Slovak athletes achieved gold in water sports. On top of that, shooter Zuzana Štefečeková won a silver and Musuľbes won a bronze.

“The biggest disappointments were the sports in which we had the highest number of athletes in the history of independent Slovakia,” Souček said. “So far (until August 21), none of them met their potential. Except runner Lucia Klocová, who narrowly failed to make it into the finals of the 800 metres, they did not even approach performances as good as earlier this year.

“This is quite alarming,” Souček continued, adding that the athletes’ physical condition is not the problem. “They fail mentally.”

Hammer thrower Libor Charfreitag left the Games empty handed after achieving a total of only 78.65 metres. This landed him in eighth position, two spots below what he had hoped would be his worst.

And another hammer thrower, Martina Hrašnová, also ended eighth, with just 71 metres. That was more than five metres behind her best results.

Dana and Jana Velďáková, two more twins on the Slovak Olympic team, risk going down in Slovak sporting history for both failing to record a single valid jump between them. Dana, who competed in the women's triple jump, was left behind after her three jumps were invalidated for foot faults. Her sister suffered the same fate in the long jump.
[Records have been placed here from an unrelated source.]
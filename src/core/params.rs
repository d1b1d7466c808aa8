use crate::core::defaults;
use knime_rust::WorkflowVariable;
use std::fmt;
use std::path::PathBuf;

// ============================================================================
// WORKFLOW PARAMETERS
// ============================================================================

/// How hydrogens are written in the reaction rules.
#[derive(Debug, Clone, Copy, PartialEq, Eq, Default, clap::ValueEnum)]
pub enum StdHydrogen {
    /// Guess from the rules file.
    #[default]
    Auto,
    Implicit,
    Explicit,
}

impl StdHydrogen {
    pub fn as_str(self) -> &'static str {
        match self {
            StdHydrogen::Auto => "auto",
            StdHydrogen::Implicit => "implicit",
            StdHydrogen::Explicit => "explicit",
        }
    }
}

impl fmt::Display for StdHydrogen {
    fn fmt(&self, f: &mut fmt::Formatter<'_>) -> fmt::Result {
        f.write_str(self.as_str())
    }
}

/// Numeric knobs of the RetroPath2.0 workflow.
#[derive(Debug, Clone, PartialEq, Eq)]
pub struct Rp2Params {
    pub max_steps: u32,
    pub topx: u32,
    pub dmin: u32,
    pub dmax: u32,
    pub mwmax_source: u32,
    pub std_hydrogen: StdHydrogen,
}

impl Default for Rp2Params {
    fn default() -> Self {
        Self {
            max_steps: defaults::MAX_STEPS,
            topx: defaults::TOPX,
            dmin: defaults::DMIN,
            dmax: defaults::DMAX,
            mwmax_source: defaults::MWMAX_SOURCE,
            std_hydrogen: StdHydrogen::Auto,
        }
    }
}

impl Rp2Params {
    /// Workflow variables of a run over `files`, in the order KNIME receives them.
    pub fn workflow_variables(&self, files: &FilePaths) -> Vec<WorkflowVariable> {
        vec![
            WorkflowVariable::int("input.dmin", self.dmin),
            WorkflowVariable::int("input.dmax", self.dmax),
            WorkflowVariable::int("input.max-steps", self.max_steps),
            WorkflowVariable::int("input.topx", self.topx),
            WorkflowVariable::int("input.mwmax-source", self.mwmax_source),
            WorkflowVariable::path("input.sourcefile", &files.source),
            WorkflowVariable::path("input.sinkfile", &files.sink),
            WorkflowVariable::path("input.rulesfile", &files.rules),
            WorkflowVariable::path("output.dir", &files.outdir),
            WorkflowVariable::string("output.solutionfile", files.results.as_str()),
            WorkflowVariable::string("output.sourceinsinkfile", files.src_in_sink.as_str()),
            WorkflowVariable::string("input.std_mode", self.std_hydrogen.as_str()),
        ]
    }
}

// ============================================================================
// FILES
// ============================================================================

/// Absolute input paths handed to KNIME plus the names of its outputs.
#[derive(Debug, Clone, PartialEq, Eq)]
pub struct FilePaths {
    pub sink: PathBuf,
    pub source: PathBuf,
    pub rules: PathBuf,
    pub outdir: PathBuf,
    /// Solutions file name, relative to `outdir`.
    pub results: String,
    /// Source-in-sink report name, relative to `outdir`.
    pub src_in_sink: String,
}

impl FilePaths {
    pub fn new(sink: PathBuf, source: PathBuf, rules: PathBuf, outdir: PathBuf) -> Self {
        Self {
            sink,
            source,
            rules,
            outdir,
            results: defaults::RESULTS_FILE.to_string(),
            src_in_sink: defaults::SRC_IN_SINK_FILE.to_string(),
        }
    }

    pub fn results_path(&self) -> PathBuf {
        self.outdir.join(&self.results)
    }

    pub fn src_in_sink_path(&self) -> PathBuf {
        self.outdir.join(&self.src_in_sink)
    }

    /// Inputs that must carry a `.csv` extension for KNIME.
    pub fn inputs_mut(&mut self) -> [&mut PathBuf; 3] {
        [&mut self.sink, &mut self.source, &mut self.rules]
    }
}
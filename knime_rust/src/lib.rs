//! Thin handle on the KNIME analytics platform: locating an installation,
//! running a workflow in batch mode and installing the platform itself.

pub mod archive;
pub mod error;
pub mod install;
pub mod knime;
pub mod preference;

pub use crate::error::KnimeError;
pub use crate::knime::{Invocation, Knime, VariableKind, WorkflowVariable};
pub use crate::preference::Preference;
In the shooting categories, Slovakia multi-medallist Jozef Gönci ended without winning any significant placing. Now in his fourth Games, he ended 16th in the men's 50 metre rifle prone on August 15 and failed to advance to the finals in the men's 50m rifle 3 positions on August 17.

Windsurfer Patrik Pollák, the 2006 world champion in raceboarding, ended 30th in the third Olympic Games of his career.

And triathlete Pavel Šimko had a stroke of very bad luck. About 1,000 metres into the start of the swimming part of the competition, one of the other competitors accidentally kicked him in the head so hard he had to pull out.